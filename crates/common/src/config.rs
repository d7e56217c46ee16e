//! Plugin parameter parsing and generator options
//!
//! protoc hands plugin options over as a single string, e.g.
//! `--twirp_flow_out=version=v6:./out` arrives as `version=v6`.

use crate::{GeneratorError, Result};
use serde::{Deserialize, Serialize};
use std::collections::BTreeMap;
use std::fmt;
use std::str::FromStr;

/// Twirp protocol revision the generated clients target
#[derive(Debug, Clone, Copy, Default, PartialEq, Eq, Serialize, Deserialize)]
pub enum TwirpVersion {
    #[default]
    V5,
    V6,
}

impl TwirpVersion {
    /// URL path prefix placed before `/{package}.{Service}/`
    pub fn path_prefix(self) -> &'static str {
        match self {
            TwirpVersion::V5 => "/twirp",
            TwirpVersion::V6 => "",
        }
    }
}

impl FromStr for TwirpVersion {
    type Err = GeneratorError;

    fn from_str(s: &str) -> Result<Self> {
        match s {
            "v5" => Ok(TwirpVersion::V5),
            "v6" => Ok(TwirpVersion::V6),
            other => Err(GeneratorError::Config(format!(
                "version is {}, must be v5 or v6",
                other
            ))),
        }
    }
}

impl fmt::Display for TwirpVersion {
    fn fmt(&self, f: &mut fmt::Formatter<'_>) -> fmt::Result {
        match self {
            TwirpVersion::V5 => write!(f, "v5"),
            TwirpVersion::V6 => write!(f, "v6"),
        }
    }
}

/// Split a `key=value,key=value` parameter string
///
/// Empty segments are ignored and a repeated key keeps its last value.
/// A segment without `=` is rejected.
pub fn parse_parameters(parameter: &str) -> Result<BTreeMap<String, String>> {
    let mut params = BTreeMap::new();

    for pair in parameter.split(',') {
        let pair = pair.trim();
        if pair.is_empty() {
            continue;
        }

        let (key, value) = pair.split_once('=').ok_or_else(|| {
            GeneratorError::Config(format!(
                "invalid parameter '{}', expected key=value",
                pair
            ))
        })?;
        params.insert(key.trim().to_string(), value.trim().to_string());
    }

    Ok(params)
}

/// Options controlling a generation run
#[derive(Debug, Clone, Copy, Default, PartialEq, Eq, Serialize, Deserialize)]
pub struct GeneratorOptions {
    pub version: TwirpVersion,
}

impl GeneratorOptions {
    /// Build options from the raw plugin parameter, if protoc sent one
    pub fn from_parameter(parameter: Option<&str>) -> Result<Self> {
        let params = match parameter {
            Some(raw) => parse_parameters(raw)?,
            None => BTreeMap::new(),
        };

        let version = match params.get("version") {
            Some(v) => v.parse()?,
            None => TwirpVersion::default(),
        };

        for key in params.keys().filter(|k| k.as_str() != "version") {
            tracing::debug!(key = %key, "ignoring unknown plugin parameter");
        }

        Ok(Self { version })
    }
}

#[cfg(test)]
mod tests {
    use super::*;

    #[test]
    fn test_parse_parameters() {
        let params = parse_parameters("version=v6,foo=bar").unwrap();
        assert_eq!(params.get("version").map(String::as_str), Some("v6"));
        assert_eq!(params.get("foo").map(String::as_str), Some("bar"));
    }

    #[test]
    fn test_parse_parameters_last_wins_and_skips_empty() {
        let params = parse_parameters("version=v5,,version=v6").unwrap();
        assert_eq!(params.len(), 1);
        assert_eq!(params["version"], "v6");
        assert!(parse_parameters("").unwrap().is_empty());
    }

    #[test]
    fn test_parse_parameters_rejects_bare_key() {
        let err = parse_parameters("version").unwrap_err();
        assert!(matches!(err, GeneratorError::Config(_)));
    }

    #[test]
    fn test_default_version_is_v5() {
        let options = GeneratorOptions::from_parameter(None).unwrap();
        assert_eq!(options.version, TwirpVersion::V5);
        assert_eq!(options.version.path_prefix(), "/twirp");

        let options = GeneratorOptions::from_parameter(Some("other=1")).unwrap();
        assert_eq!(options.version, TwirpVersion::V5);
    }

    #[test]
    fn test_v6_has_empty_prefix() {
        let options = GeneratorOptions::from_parameter(Some("version=v6")).unwrap();
        assert_eq!(options.version, TwirpVersion::V6);
        assert_eq!(options.version.path_prefix(), "");
    }

    #[test]
    fn test_unknown_version_is_config_error() {
        let err = GeneratorOptions::from_parameter(Some("version=v7")).unwrap_err();
        assert!(matches!(err, GeneratorError::Config(_)));
        assert_eq!(
            err.to_string(),
            "Config error: version is v7, must be v5 or v6"
        );
    }

    #[test]
    fn test_version_display_round_trips() {
        for version in [TwirpVersion::V5, TwirpVersion::V6] {
            assert_eq!(version.to_string().parse::<TwirpVersion>().unwrap(), version);
        }
    }
}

^^^^^^^^

### WHAT THE TASK REQUIRES
Please give every entry again, precisely as it appears.

### SOLVED PROBLEM
filename crates/common/src/config.rs
repository d7e56217c46ee16e
//! Plugin parameter parsing and generator options
//!
//! protoc hands plugin options over as a single string, e.g.
//! `--twirp_flow_out=version=v6:./out` arrives as `version=v6`.

use crate::{GeneratorError, Result};
use serde::{Deserialize, Serialize};
use std::collections::BTreeMap;
use std::fmt;
use std::str::FromStr;

/// Twirp protocol revision the generated clients target
#[derive(Debug, Clone, Copy, Default, PartialEq, Eq, Serialize, Deserialize)]
pub enum TwirpVersion {
    #[default]
    V5,
    V6,
}

impl TwirpVersion {
    /// URL path prefix placed before `/{package}.{Service}/`
    pub fn path_prefix(self) -> &'static str {
        match self {
            TwirpVersion::V5 => "/twirp",
            TwirpVersion::V6 => "",
        }
    }
}

impl FromStr for TwirpVersion {
    type Err = GeneratorError;

    fn from_str(s: &str) -> Result<Self> {
        match s {
            "v5" => Ok(TwirpVersion::V5),
            "v6" => Ok(TwirpVersion::V6),
            other => Err(GeneratorError::Config(format!(
                "version is {}, must be v5 or v6",
                other
            ))),
        }
    }
}

impl fmt::Display for TwirpVersion {
    fn fmt(&self, f: &mut fmt::Formatter<'_>) -> fmt::Result {
        match self {
            TwirpVersion::V5 => write!(f, "v5"),
            TwirpVersion::V6 => write!(f, "v6"),
        }
    }
}

/// Split a `key=value,key=value` parameter string
///
/// Empty segments are ignored and a repeated key keeps its last value.
/// A segment without `=` is rejected.
pub fn parse_parameters(parameter: &str) -> Result<BTreeMap<String, String>> {
    let mut params = BTreeMap::new();

    for pair in parameter.split(',') {
        let pair = pair.trim();
        if pair.is_empty() {
            continue;
        }

        let (key, value) = pair.split_once('=').ok_or_else(|| {
            GeneratorError::Config(format!(
                "invalid parameter '{}', expected key=value",
                pair
            ))
        })?;
        params.insert(key.trim().to_string(), value.trim().to_string());
    }

    Ok(params)
}

/// Options controlling a generation run
#[derive(Debug, Clone, Copy, Default, PartialEq, Eq, Serialize, Deserialize)]
pub struct GeneratorOptions {
    pub version: TwirpVersion,
}

impl GeneratorOptions {
    /// Build options from the raw plugin parameter, if protoc sent one
    pub fn from_parameter(parameter: Option<&str>) -> Result<Self> {
        let params = match parameter {
            Some(raw) => parse_parameters(raw)?,
            None => BTreeMap::new(),
        };

        let version = match params.get("version") {
            Some(v) => v.parse()?,
            None => TwirpVersion::default(),
        };

        for key in params.keys().filter(|k| k.as_str() != "version") {
            tracing::debug!(key = %key, "ignoring unknown plugin parameter");
        }

        Ok(Self { version })
    }
}

#[cfg(test)]
mod tests {
    use super::*;

    #[test]
    fn test_parse_parameters() {
        let params = parse_parameters("version=v6,foo=bar").unwrap();
        assert_eq!(params.get("version").map(String::as_str), Some("v6"));
        assert_eq!(params.get("foo").map(String::as_str), Some("bar"));
    }

    #[test]
    fn test_parse_parameters_last_wins_and_skips_empty() {
        let params = parse_parameters("version=v5,,version=v6").unwrap();
        assert_eq!(params.len(), 1);
        assert_eq!(params["version"], "v6");
        assert!(parse_parameters("").unwrap().is_empty());
    }

    #[test]
    fn test_parse_parameters_rejects_bare_key() {
        let err = parse_parameters("version").unwrap_err();
        assert!(matches!(err, GeneratorError::Config(_)));
    }

    #[test]
    fn test_default_version_is_v5() {
        let options = GeneratorOptions::from_parameter(None).unwrap();
        assert_eq!(options.version, TwirpVersion::V5);
        assert_eq!(options.version.path_prefix(), "/twirp");

        let options = GeneratorOptions::from_parameter(Some("other=1")).unwrap();
        assert_eq!(options.version, TwirpVersion::V5);
    }

    #[test]
    fn test_v6_has_empty_prefix() {
        let options = GeneratorOptions::from_parameter(Some("version=v6")).unwrap();
        assert_eq!(options.version, TwirpVersion::V6);
        assert_eq!(options.version.path_prefix(), "");
    }

    #[test]
    fn test_unknown_version_is_config_error() {
        let err = GeneratorOptions::from_parameter(Some("version=v7")).unwrap_err();
        assert!(matches!(err, GeneratorError::Config(_)));
        assert_eq!(
            err.to_string(),
            "Config error: version is v7, must be v5 or v6"
        );
    }

    #[test]
    fn test_version_display_round_trips() {
        for version in [TwirpVersion::V5, TwirpVersion::V6] {
            assert_eq!(version.to_string().parse::<TwirpVersion>().unwrap(), version);
        }
    }
}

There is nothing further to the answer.